### Task details
Return each line of the material below exactly. Begin at the first and end on the line with "#[derive(Debug)]".

··········

//! Cooperative cancellation signals and signal composition.

use std::sync::atomic::{AtomicBool, Ordering};
use std::sync::Arc;
use tokio::sync::Notify;
use tokio::task::JoinHandle;

/// Cancellation signal checked at every suspension point of a call.
#[derive(Debug, Default)]
pub struct CancellationSignal {
    cancelled: AtomicBool,
    notify: Notify,
}

impl CancellationSignal {
    pub fn new() -> Self {
        Self {
            cancelled: AtomicBool::new(false),
            notify: Notify::new(),
        }
    }

    pub fn arc() -> Arc<Self> {
        Arc::new(Self::new())
    }

    /// Cancel the signal, waking every waiter.
    pub fn cancel(&self) {
        self.cancelled.store(true, Ordering::SeqCst);
        self.notify.notify_waiters();
    }

    pub fn is_cancelled(&self) -> bool {
        self.cancelled.load(Ordering::SeqCst)
    }

    /// Wait until cancelled.
    pub async fn cancelled(&self) {
        if self.is_cancelled() {
            return;
        }
        let notified = self.notify.notified();
        tokio::pin!(notified);
        // Register before the re-check so a cancel() racing this call is not missed.
        notified.as_mut().enable();
        if self.is_cancelled() {
            return;
        }
        notified.await;
    }
}

/// Keeps a derived signal wired to its sources; dropping it tears the
/// listeners down.
#[derive(Debug)]
pub struct SignalLink {
    handle: Option<JoinHandle<()>>,
}

impl SignalLink {
    pub fn empty() -> Self {
        Self { handle: None }
    }
}

impl Drop for SignalLink {
    fn drop(&mut self) {
        if let Some(handle) = self.handle.take() {
            handle.abort();
        }
    }
}

/// Compose cancellation sources into one derived signal.
///
/// The derived signal fires as soon as any source fires. The returned
/// [`SignalLink`] must be kept alive for as long as propagation is wanted.
pub fn linked(
    sources: impl IntoIterator<Item = Arc<CancellationSignal>>,
) -> (Arc<CancellationSignal>, SignalLink) {
    let sources: Vec<_> = sources.into_iter().collect();
    let derived = CancellationSignal::arc();

    if sources.iter().any(|s| s.is_cancelled()) {
        derived.cancel();
        return (derived, SignalLink::empty());
    }
    if sources.is_empty() {
        return (derived, SignalLink::empty());
    }

    let target = derived.clone();
    let handle = tokio::spawn(async move {
        let waits = sources
            .iter()
            .map(|s| {
                let s = s.clone();
                Box::pin(async move { s.cancelled().await })
            })
            .collect::<Vec<_>>();
        futures::future::select_all(waits).await;
        target.cancel();
    });

    (derived, SignalLink { handle: Some(handle) })
}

··········

### Answer below
//! Cooperative cancellation signals and signal composition.

use std::sync::atomic::{AtomicBool, Ordering};
use std::sync::Arc;
use tokio::sync::Notify;
use tokio::task::JoinHandle;

/// Cancellation signal checked at every suspension point of a call.
#[derive(Debug, Default)]
pub struct CancellationSignal {
    cancelled: AtomicBool,
    notify: Notify,
}

impl CancellationSignal {
    pub fn new() -> Self {
        Self {
            cancelled: AtomicBool::new(false),
            notify: Notify::new(),
        }
    }

    pub fn arc() -> Arc<Self> {
        Arc::new(Self::new())
    }

    /// Cancel the signal, waking every waiter.
    pub fn cancel(&self) {
        self.cancelled.store(true, Ordering::SeqCst);
        self.notify.notify_waiters();
    }

    pub fn is_cancelled(&self) -> bool {
        self.cancelled.load(Ordering::SeqCst)
    }

    /// Wait until cancelled.
    pub async fn cancelled(&self) {
        if self.is_cancelled() {
            return;
        }
        let notified = self.notify.notified();
        tokio::pin!(notified);
        // Register before the re-check so a cancel() racing this call is not missed.
        notified.as_mut().enable();
        if self.is_cancelled() {
            return;
        }
        notified.await;
    }
}

/// Keeps a derived signal wired to its sources; dropping it tears the
/// listeners down.
#[derive(Debug)]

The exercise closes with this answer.